---- Exercise inputs
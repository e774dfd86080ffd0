//! Shell command tool
//!
//! Spawns a subprocess in the workspace directory and captures its output.
//! Commands are validated through the [`PermissionGuard`] shell policy
//! before anything runs. There is deliberately no execution ceiling here: a
//! hung subprocess blocks the task's current iteration until it exits.

use async_trait::async_trait;
use serde::Deserialize;
use serde_json::json;
use std::sync::Arc;
use tokio::process::Command;
use tracing::{info, warn};

use crate::guard::PermissionGuard;
use crate::tools::Tool;
use sdk::ToolError;

pub struct ShellCommandTool {
    guard: Arc<PermissionGuard>,
}

#[derive(Debug, Deserialize)]
struct ShellArgs {
    command: String,
}

impl ShellCommandTool {
    pub fn new(guard: Arc<PermissionGuard>) -> Self {
        Self { guard }
    }
}

#[cfg(unix)]
fn shell_command(command: &str) -> Command {
    let mut cmd = Command::new("/bin/sh");
    cmd.arg("-c").arg(command);
    cmd
}

#[cfg(windows)]
fn shell_command(command: &str) -> Command {
    let mut cmd = Command::new("cmd.exe");
    cmd.arg("/C").arg(command);
    cmd
}

#[async_trait]
impl Tool for ShellCommandTool {
    fn name(&self) -> &'static str {
        "shell_command"
    }

    fn description(&self) -> &'static str {
        "Executes a single shell command in the sandboxed workspace."
    }

    fn schema(&self) -> serde_json::Value {
        json!({
            "name": self.name(),
            "description": self.description(),
            "parameters": {
                "type": "object",
                "properties": {
                    "command": { "type": "string" }
                },
                "required": ["command"]
            }
        })
    }

    async fn execute(&self, arguments_json: &str) -> Result<String, ToolError> {
        let args: ShellArgs = serde_json::from_str(arguments_json)
            .map_err(|e| ToolError::InvalidArguments(e.to_string()))?;

        if args.command.trim().is_empty() {
            return Err(ToolError::InvalidArguments(
                "command must not be empty".to_string(),
            ));
        }

        self.guard
            .check_command(&args.command)
            .map_err(|e| ToolError::AccessDenied(e.to_string()))?;

        info!("Executing shell command: {}", args.command);
        let output = shell_command(&args.command)
            .current_dir(self.guard.workspace())
            .output()
            .await
            .map_err(|e| ToolError::ExecutionFailed(format!("Failed to spawn shell: {}", e)))?;

        let stdout = String::from_utf8_lossy(&output.stdout).to_string();
        let stderr = String::from_utf8_lossy(&output.stderr).to_string();

        if !output.status.success() {
            warn!("Shell command failed with {}", output.status);
            let code = output
                .status
                .code()
                .map_or_else(|| "signal".to_string(), |c| c.to_string());
            return Err(ToolError::ExecutionFailed(format!(
                "Command exited with code {}: {}",
                code,
                stderr.trim()
            )));
        }

        if stdout.trim().is_empty() {
            Ok("(no output)".to_string())
        } else {
            Ok(stdout)
        }
    }
}
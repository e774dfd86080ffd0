// Drover Task Engine
// Main entry point for the drover binary

use std::sync::Arc;
use std::time::Duration;

use anyhow::Context;
use clap::Parser;
use tokio_util::sync::CancellationToken;
use uuid::Uuid;

use drover_engine::agent::{HistoryCache, ReasoningEngine};
use drover_engine::cli::{Cli, Command};
use drover_engine::config::Config;
use drover_engine::db::{Database, TaskRepository};
use drover_engine::guard::PermissionGuard;
use drover_engine::llm::build_provider;
use drover_engine::notify::TaskNotifier;
use drover_engine::telemetry;
use drover_engine::tools::builtin_registry;
use drover_engine::worker::{Worker, WorkerOptions};
use sdk::AgentTask;

#[tokio::main]
async fn main() -> anyhow::Result<()> {
    // Parse CLI arguments
    let cli = Cli::parse();

    // Load configuration (or use custom path if provided)
    let config = if let Some(config_path) = &cli.config {
        Config::load_from_path(config_path)?
    } else {
        Config::load_or_create()?
    };

    // The --log flag wins over the config file; RUST_LOG beats both
    let log_level = cli.log.as_deref().unwrap_or(&config.core.log_level);
    telemetry::init(log_level);

    match cli.command {
        Command::Serve => serve(&config).await,
        Command::Submit {
            goal,
            user,
            max_iterations,
        } => submit(&config, goal, user, max_iterations).await,
        Command::History { limit } => history(&config, limit, cli.json).await,
        Command::Show { task_id } => show(&config, &task_id, cli.json).await,
    }
}

/// Run the worker loop until ctrl-c
async fn serve(config: &Config) -> anyhow::Result<()> {
    let db = Database::new(&config.db_path()).await?;
    let repo = Arc::new(TaskRepository::new(db.pool().clone()));

    let guard = Arc::new(PermissionGuard::new(
        config.core.workspace.clone(),
        config.security.command_blacklist.clone(),
    )?);
    let tools = Arc::new(builtin_registry(config, &guard)?);
    let provider = build_provider(config)?;

    let cache = Arc::new(HistoryCache::with_ttl(Duration::from_secs(
        config.agent.cache_ttl_secs,
    )));
    let notifier = Arc::new(TaskNotifier::new());
    let engine = ReasoningEngine::new(provider, tools);
    let worker = Worker::new(
        Arc::clone(&repo),
        cache,
        notifier,
        engine,
        WorkerOptions::from(&config.worker),
    );

    let cancel = CancellationToken::new();
    let signal_cancel = cancel.clone();
    tokio::spawn(async move {
        if tokio::signal::ctrl_c().await.is_ok() {
            tracing::info!("Shutdown signal received");
            signal_cancel.cancel();
        }
    });

    println!("Drover worker running (workspace: {})", config.core.workspace.display());
    worker.run(cancel).await;

    db.close().await;
    Ok(())
}

/// Queue a new task
async fn submit(
    config: &Config,
    goal: String,
    user: Option<String>,
    max_iterations: Option<u32>,
) -> anyhow::Result<()> {
    let db = Database::new(&config.db_path()).await?;
    let repo = TaskRepository::new(db.pool().clone());

    let task = AgentTask::new(
        goal,
        user,
        max_iterations.unwrap_or(config.agent.max_iterations),
    );
    repo.create_task(&task).await?;

    println!("Queued task {}", task.id);
    db.close().await;
    Ok(())
}

/// List recent tasks
async fn history(config: &Config, limit: i64, json: bool) -> anyhow::Result<()> {
    let db = Database::new(&config.db_path()).await?;
    let repo = TaskRepository::new(db.pool().clone());

    let tasks = repo.get_recent_tasks(limit).await?;
    if json {
        println!("{}", serde_json::to_string_pretty(&tasks)?);
    } else if tasks.is_empty() {
        println!("No tasks found.");
    } else {
        for task in tasks {
            println!(
                "{}  {:<10} {}/{}  {}",
                task.id,
                task.status,
                task.current_iteration,
                task.max_iterations,
                task.goal.as_deref().unwrap_or("-")
            );
        }
    }

    db.close().await;
    Ok(())
}

/// Display one task in full
async fn show(config: &Config, task_id: &str, json: bool) -> anyhow::Result<()> {
    let id = Uuid::parse_str(task_id).context("Invalid task id")?;

    let db = Database::new(&config.db_path()).await?;
    let repo = TaskRepository::new(db.pool().clone());

    match repo.get_task(id).await? {
        None => println!("Task {} not found.", id),
        Some(task) if json => println!("{}", serde_json::to_string_pretty(&task)?),
        Some(task) => {
            println!("Task:        {}", task.id);
            println!("Goal:        {}", task.goal.as_deref().unwrap_or("-"));
            println!("Status:      {}", task.status);
            println!(
                "Iterations:  {}/{}",
                task.current_iteration, task.max_iterations
            );
            if let Some(result) = &task.result {
                println!("Result:      {}", result);
            }
            if let Some(error) = &task.error_message {
                println!("Error:       {}", error);
            }
            println!("Created:     {}", task.created_at);
            if let Some(completed) = task.completed_at {
                println!("Completed:   {}", completed);
            }
            println!("Updates:     {}", task.update_count);
        }
    }

    db.close().await;
    Ok(())
}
--------
Exercise ->
Gather and copy every line of the data in which the string "until" is found.

Problem solution ->
//! hung subprocess blocks the task's current iteration until it exits.
/// Run the worker loop until ctrl-c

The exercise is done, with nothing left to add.